06/11/2019

De la clarté face aux fake news  !

Carole Séréni est neurologue, ancien chef de service de l’hôpital Léopold-Bellan. Daniel Séréni, lui, est professeur émérite à la faculté de médecine de Paris-Diderot et spécialiste de médecine interne. Tous deux viennent de faire paraître l'ouvrage « Médecine bashing. Réponses aux détracteurs de la science médicale » (Éd. du Cerf, septembre 2019). L'occasion de répondre à la méfiance, d'où qu'elle vienne et qui tend à se généraliser, envers la médecine et d'appeler chacun à assumer ses responsabilités.

Médecins tous deux, interniste et neurologue, nous voyons croître chez une partie des patients et de leur famille des attitudes de méfiance infondée vis-à-vis des soins ou des diagnostics. Au-delà du questionnement légitime profitable à la relation soignant-malade, les a priori hostiles basés sur une information biaisée, glanée sur Internet ou dans des médias irresponsables, deviennent de véritables obstacles à la pratique des soins.

On voit que les patients sont de plus en plus vulnérables aux fake news et à la manipulation, en particulier ceux dont les symptômes sont inexpliqués et les diagnostics difficiles. Le doute envers les données de la science touche de plus en plus de gens et les fondements de la pratique médicale moderne ne sont pas compris.

De même, trop de personnes en situation d’autorité et de responsabilité dans l’administration ou la justice ne savent plus distinguer les vrais experts reconnus par la communauté scientifique des soi-disant experts auto-proclamés. Une telle attitude conduit à des décisions aberrantes en matière de santé.

En tant que citoyens, nous ne pouvons qu’être concernés par le retentissement possible de ces attitudes de défiance sur la santé publique, comme vient de le démontrer l’épidémie de rougeole, qui n’avait aucune raison de se produire si les recommandations de vaccination avaient été suivies. Les refus ou les retards à la mise en place d’un traitement essentiel, qu’il s’agisse par exemple de prévention cardiovasculaire ou de cancers, et les croyances exagérées dans des formes de prise en charge non prouvées font obstacle à une bonne utilisation des ressources de santé, tout en nuisant de façon catastrophique aux individus concernés.

Il est de plus en plus nécessaire d’apporter des explications claires, non partisanes et les plus objectives possibles. Tous les professionnels de santé sont concernés : infirmières aussi bien que médecins, pharmaciens et chercheurs peuvent se trouver sous le feu des critiques alors qu’ils accomplissent ou conseillent des actes liés à une pratique de qualité. Aucun d’entre nous, quel que soit son métier, ne peut éviter de s’impliquer dans la lutte contre la désinformation et dans l’optimisation de la communication avec nos patients.

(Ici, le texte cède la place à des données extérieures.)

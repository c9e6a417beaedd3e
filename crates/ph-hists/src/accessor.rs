//! Named accessors for native decorations, memoized per aggregator.
//!
//! Resolving a decoration name (`isIsolated_<wp>`) is done once per working
//! point and reused for every later object. The table belongs to the
//! aggregator instance that created it; there is no process-wide state.

use std::collections::HashMap;

use ph_core::{AuxStore, AuxValue};

use crate::features::MISSING_FLAG;

/// Accessor for one named `char` decoration.
///
/// Only [`AuxValue::Char`] values count as available; a decoration of the
/// same name with another type reads as missing.
#[derive(Debug, Clone, PartialEq, Eq)]
pub struct AuxAccessor {
    name: String,
}

impl AuxAccessor {
    /// Accessor for decoration `name`.
    pub fn new(name: impl Into<String>) -> Self {
        Self { name: name.into() }
    }

    /// Decoration name.
    pub fn name(&self) -> &str {
        &self.name
    }

    /// Whether `store` carries this decoration as a `char`.
    pub fn is_available(&self, store: &AuxStore) -> bool {
        matches!(store.get(&self.name), Some(AuxValue::Char(_)))
    }

    /// Decoration value, if present with the `char` type.
    pub fn get(&self, store: &AuxStore) -> Option<f64> {
        match store.get(&self.name)? {
            AuxValue::Char(v) => Some(f64::from(v)),
            other => {
                log::debug!("decoration '{}' has type {other:?}, expected char", self.name);
                None
            }
        }
    }
}

/// Lazily populated working point → accessor table.
#[derive(Debug, Clone, Default)]
pub struct AccessorCache {
    prefix: String,
    accessors: HashMap<String, AuxAccessor>,
}

impl AccessorCache {
    /// Cache whose accessors read `prefix + <wp>`.
    pub fn new(prefix: impl Into<String>) -> Self {
        Self { prefix: prefix.into(), accessors: HashMap::new() }
    }

    /// Accessor for `wp`, created on first use.
    pub fn accessor(&mut self, wp: &str) -> &AuxAccessor {
        if !self.accessors.contains_key(wp) {
            let acc = AuxAccessor::new(format!("{}{}", self.prefix, wp));
            self.accessors.insert(wp.to_string(), acc);
        }
        &self.accessors[wp]
    }

    /// Tri-state flag for `wp`: the decoration value if present,
    /// [`MISSING_FLAG`] otherwise.
    pub fn read_flag(&mut self, wp: &str, store: &AuxStore) -> f64 {
        let acc = self.accessor(wp);
        match acc.get(store) {
            Some(v) => v,
            None => {
                log::trace!("decoration '{}' not available, filling {MISSING_FLAG}", acc.name());
                MISSING_FLAG
            }
        }
    }

    /// Number of accessors created so far.
    pub fn len(&self) -> usize {
        self.accessors.len()
    }

    /// Whether no accessor has been created yet.
    pub fn is_empty(&self) -> bool {
        self.accessors.is_empty()
    }
}

/// The two accessor tables used by the native electron path.
#[derive(Debug, Clone)]
pub struct ElectronAccessors {
    /// `isIsolated_<wp>` decorations.
    pub isolation: AccessorCache,
    /// `<wp>` PID decorations.
    pub pid: AccessorCache,
}

impl Default for ElectronAccessors {
    fn default() -> Self {
        Self { isolation: AccessorCache::new("isIsolated_"), pid: AccessorCache::new("") }
    }
}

L’ère du paternalisme médical, des mensonges pieux, du refus d’informer les patients et de la volonté de garder le pouvoir de décision est révolue ou devrait l’être. Il faut maintenant promouvoir l’autonomie et le libre arbitre de la personne. Tout soignant a le devoir de contribuer à lui faire acquérir le savoir nécessaire pour collaborer utilement à sa propre santé. Pour cela, il faut nous-mêmes être avertis de l’existence et de la multiplication des « infox » ou fake news et savoir réagir aux épidémies de paranoïa qui envahissent périodiquement médias et Internet dès la moindre alerte sur la santé, sans sacrifier pour autant notre esprit critique vis-à-vis des diverses formes de conflits d’intérêts.